REQUIRED WORK:
A line below contains "reused and invalid", and a later one contains "pub trait Host: ChainView". Repeat both, with every line between them, exactly.

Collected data
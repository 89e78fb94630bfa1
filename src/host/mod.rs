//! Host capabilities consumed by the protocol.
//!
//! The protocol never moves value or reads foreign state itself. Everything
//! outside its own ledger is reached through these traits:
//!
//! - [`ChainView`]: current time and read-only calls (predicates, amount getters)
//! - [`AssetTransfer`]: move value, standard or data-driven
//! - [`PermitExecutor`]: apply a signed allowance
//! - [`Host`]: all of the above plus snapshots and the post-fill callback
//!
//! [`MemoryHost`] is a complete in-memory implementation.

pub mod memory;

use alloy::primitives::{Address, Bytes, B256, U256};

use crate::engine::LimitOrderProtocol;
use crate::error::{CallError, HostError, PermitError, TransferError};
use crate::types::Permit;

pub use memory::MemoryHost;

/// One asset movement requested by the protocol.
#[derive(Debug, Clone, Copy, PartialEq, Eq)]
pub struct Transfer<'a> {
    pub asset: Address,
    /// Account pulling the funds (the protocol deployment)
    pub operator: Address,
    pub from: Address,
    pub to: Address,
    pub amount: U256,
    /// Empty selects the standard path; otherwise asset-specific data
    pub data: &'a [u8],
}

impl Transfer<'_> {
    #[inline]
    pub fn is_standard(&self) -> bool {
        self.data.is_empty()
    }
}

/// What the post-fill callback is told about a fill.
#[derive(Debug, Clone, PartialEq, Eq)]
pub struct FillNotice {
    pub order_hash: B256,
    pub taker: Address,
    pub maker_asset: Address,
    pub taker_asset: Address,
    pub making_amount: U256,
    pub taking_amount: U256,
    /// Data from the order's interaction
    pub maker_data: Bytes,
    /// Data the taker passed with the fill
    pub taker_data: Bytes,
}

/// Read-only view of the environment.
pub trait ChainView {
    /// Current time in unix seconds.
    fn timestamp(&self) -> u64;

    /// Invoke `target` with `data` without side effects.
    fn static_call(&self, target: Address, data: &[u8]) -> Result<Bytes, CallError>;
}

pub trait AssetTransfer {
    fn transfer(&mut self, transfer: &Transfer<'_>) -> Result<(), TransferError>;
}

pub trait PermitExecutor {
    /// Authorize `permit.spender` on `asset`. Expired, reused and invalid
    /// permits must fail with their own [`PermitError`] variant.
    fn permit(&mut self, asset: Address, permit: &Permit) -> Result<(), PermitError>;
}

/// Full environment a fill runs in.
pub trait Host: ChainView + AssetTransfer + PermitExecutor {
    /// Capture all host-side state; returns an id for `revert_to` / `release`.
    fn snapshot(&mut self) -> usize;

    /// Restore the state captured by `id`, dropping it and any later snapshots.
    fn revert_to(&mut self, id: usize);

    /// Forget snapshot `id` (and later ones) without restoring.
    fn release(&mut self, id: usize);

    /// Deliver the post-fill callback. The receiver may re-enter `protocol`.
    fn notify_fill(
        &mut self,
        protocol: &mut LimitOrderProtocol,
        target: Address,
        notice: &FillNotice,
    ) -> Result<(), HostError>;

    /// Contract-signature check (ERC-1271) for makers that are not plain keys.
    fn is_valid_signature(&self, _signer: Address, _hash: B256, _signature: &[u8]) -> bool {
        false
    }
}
* * *
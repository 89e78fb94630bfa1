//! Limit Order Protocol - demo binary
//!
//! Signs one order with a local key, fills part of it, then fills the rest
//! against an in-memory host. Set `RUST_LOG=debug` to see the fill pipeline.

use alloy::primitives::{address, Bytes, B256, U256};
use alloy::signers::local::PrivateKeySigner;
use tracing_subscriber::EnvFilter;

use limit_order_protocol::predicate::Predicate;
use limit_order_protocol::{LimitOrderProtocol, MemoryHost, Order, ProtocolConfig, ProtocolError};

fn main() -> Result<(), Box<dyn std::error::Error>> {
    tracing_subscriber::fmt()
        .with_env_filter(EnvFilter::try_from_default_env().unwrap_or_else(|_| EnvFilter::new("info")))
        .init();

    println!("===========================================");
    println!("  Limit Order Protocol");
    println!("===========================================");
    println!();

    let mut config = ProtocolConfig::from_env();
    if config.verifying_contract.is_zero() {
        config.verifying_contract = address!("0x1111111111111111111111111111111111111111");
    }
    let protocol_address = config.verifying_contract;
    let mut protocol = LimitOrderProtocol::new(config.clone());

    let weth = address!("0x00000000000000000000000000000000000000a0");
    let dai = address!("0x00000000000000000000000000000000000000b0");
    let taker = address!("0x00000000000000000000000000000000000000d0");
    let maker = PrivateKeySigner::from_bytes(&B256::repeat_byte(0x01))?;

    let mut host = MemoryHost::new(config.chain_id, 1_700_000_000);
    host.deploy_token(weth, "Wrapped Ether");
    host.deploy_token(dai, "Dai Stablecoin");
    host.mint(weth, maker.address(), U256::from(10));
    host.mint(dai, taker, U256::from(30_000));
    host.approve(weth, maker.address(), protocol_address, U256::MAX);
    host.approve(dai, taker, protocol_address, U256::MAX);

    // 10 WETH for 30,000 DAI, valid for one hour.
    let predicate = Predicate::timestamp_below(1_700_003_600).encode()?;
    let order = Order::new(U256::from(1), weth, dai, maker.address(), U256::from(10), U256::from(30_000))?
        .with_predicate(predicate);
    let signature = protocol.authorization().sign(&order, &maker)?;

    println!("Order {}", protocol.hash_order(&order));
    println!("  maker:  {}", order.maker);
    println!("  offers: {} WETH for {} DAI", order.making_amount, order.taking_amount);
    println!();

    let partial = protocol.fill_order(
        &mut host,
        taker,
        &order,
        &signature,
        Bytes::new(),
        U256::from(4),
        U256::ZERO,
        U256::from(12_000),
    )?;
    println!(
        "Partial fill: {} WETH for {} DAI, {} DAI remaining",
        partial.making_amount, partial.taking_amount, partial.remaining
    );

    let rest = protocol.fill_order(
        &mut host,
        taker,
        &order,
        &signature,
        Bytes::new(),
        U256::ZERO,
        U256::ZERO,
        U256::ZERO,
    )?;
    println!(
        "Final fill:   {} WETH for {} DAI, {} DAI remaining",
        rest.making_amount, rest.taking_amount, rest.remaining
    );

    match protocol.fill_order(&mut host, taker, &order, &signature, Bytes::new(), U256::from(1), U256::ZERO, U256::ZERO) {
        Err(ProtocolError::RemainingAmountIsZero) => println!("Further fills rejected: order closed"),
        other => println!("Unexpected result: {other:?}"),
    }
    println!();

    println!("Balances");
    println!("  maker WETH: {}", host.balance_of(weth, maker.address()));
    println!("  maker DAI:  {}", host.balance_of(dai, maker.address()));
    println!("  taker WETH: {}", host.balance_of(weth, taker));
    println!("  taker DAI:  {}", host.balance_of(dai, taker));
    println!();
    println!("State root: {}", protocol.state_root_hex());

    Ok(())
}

OUTPUT OF THE EXERCISE:
    /// Authorize `permit.spender` on `asset`. Expired, reused and invalid
    /// permits must fail with their own [`PermitError`] variant.
    fn permit(&mut self, asset: Address, permit: &Permit) -> Result<(), PermitError>;
}

/// Full environment a fill runs in.
pub trait Host: ChainView + AssetTransfer + PermitExecutor {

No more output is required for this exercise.